■ **Task goal**: Working through the entries below, find how many lines include the string "toward"; give only that number.

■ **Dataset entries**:
*** Block opens ***
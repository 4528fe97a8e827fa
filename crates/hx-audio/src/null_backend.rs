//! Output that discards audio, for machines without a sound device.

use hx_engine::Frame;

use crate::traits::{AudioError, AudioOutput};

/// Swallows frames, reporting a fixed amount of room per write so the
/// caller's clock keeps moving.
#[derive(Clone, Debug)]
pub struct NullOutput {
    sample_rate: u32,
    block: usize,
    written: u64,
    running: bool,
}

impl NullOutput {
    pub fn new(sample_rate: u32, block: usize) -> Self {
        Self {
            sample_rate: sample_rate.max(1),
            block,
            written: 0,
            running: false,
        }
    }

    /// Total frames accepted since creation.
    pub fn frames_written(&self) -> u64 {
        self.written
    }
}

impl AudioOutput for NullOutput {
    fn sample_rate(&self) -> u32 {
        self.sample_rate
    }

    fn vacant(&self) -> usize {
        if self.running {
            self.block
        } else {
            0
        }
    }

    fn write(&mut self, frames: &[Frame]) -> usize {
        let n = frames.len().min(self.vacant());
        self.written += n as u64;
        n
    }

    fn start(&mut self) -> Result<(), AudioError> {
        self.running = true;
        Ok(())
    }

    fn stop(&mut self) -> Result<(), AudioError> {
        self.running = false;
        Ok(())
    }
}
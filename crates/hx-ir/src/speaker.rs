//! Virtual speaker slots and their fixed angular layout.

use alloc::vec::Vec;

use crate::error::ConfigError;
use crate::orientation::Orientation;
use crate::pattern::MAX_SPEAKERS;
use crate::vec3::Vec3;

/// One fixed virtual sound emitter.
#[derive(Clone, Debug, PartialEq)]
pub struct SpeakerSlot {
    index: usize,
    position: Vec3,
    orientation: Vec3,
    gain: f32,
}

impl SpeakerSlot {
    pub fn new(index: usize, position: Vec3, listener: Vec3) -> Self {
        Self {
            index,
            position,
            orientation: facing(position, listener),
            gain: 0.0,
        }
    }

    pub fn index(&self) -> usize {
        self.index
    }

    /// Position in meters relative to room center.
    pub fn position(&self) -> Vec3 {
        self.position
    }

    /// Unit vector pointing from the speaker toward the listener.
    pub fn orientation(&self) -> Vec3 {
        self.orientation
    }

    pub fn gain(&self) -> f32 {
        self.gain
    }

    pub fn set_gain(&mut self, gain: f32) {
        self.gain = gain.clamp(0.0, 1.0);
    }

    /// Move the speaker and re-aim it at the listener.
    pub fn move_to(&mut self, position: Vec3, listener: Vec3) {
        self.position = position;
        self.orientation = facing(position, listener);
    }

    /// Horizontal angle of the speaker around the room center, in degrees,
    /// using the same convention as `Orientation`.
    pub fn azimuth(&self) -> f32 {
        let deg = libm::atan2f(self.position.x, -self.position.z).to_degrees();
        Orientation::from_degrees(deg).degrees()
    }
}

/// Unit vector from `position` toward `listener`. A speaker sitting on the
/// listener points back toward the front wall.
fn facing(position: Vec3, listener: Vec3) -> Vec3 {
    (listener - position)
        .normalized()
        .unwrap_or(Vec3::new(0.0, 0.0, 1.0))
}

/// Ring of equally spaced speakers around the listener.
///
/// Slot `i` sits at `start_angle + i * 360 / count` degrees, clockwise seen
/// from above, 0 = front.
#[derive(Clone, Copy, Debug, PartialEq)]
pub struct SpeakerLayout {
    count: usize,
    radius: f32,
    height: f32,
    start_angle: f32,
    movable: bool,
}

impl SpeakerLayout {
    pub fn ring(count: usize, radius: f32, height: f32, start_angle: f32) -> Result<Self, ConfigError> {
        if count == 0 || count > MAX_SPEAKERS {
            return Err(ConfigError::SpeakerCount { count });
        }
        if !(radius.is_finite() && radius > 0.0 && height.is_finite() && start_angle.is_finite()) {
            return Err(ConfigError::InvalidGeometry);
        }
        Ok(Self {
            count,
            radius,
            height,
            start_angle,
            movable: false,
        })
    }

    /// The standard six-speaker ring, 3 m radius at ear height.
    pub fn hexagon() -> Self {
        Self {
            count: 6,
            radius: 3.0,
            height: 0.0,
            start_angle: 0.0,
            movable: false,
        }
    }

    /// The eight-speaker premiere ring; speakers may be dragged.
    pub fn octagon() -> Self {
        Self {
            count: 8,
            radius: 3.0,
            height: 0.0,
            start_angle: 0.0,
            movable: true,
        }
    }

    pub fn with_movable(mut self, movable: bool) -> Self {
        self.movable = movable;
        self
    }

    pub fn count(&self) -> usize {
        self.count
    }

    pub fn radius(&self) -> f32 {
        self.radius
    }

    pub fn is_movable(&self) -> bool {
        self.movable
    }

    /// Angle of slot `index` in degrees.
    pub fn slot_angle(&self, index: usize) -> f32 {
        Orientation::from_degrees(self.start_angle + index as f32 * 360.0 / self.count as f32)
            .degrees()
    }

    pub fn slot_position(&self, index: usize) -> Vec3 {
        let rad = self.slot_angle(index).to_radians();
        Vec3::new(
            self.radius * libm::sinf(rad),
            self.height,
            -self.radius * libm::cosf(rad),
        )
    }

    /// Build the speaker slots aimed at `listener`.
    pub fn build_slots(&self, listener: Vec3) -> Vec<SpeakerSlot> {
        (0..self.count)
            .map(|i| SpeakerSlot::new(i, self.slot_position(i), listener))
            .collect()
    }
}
*** Block closes ***
■ **Problem solution**: 3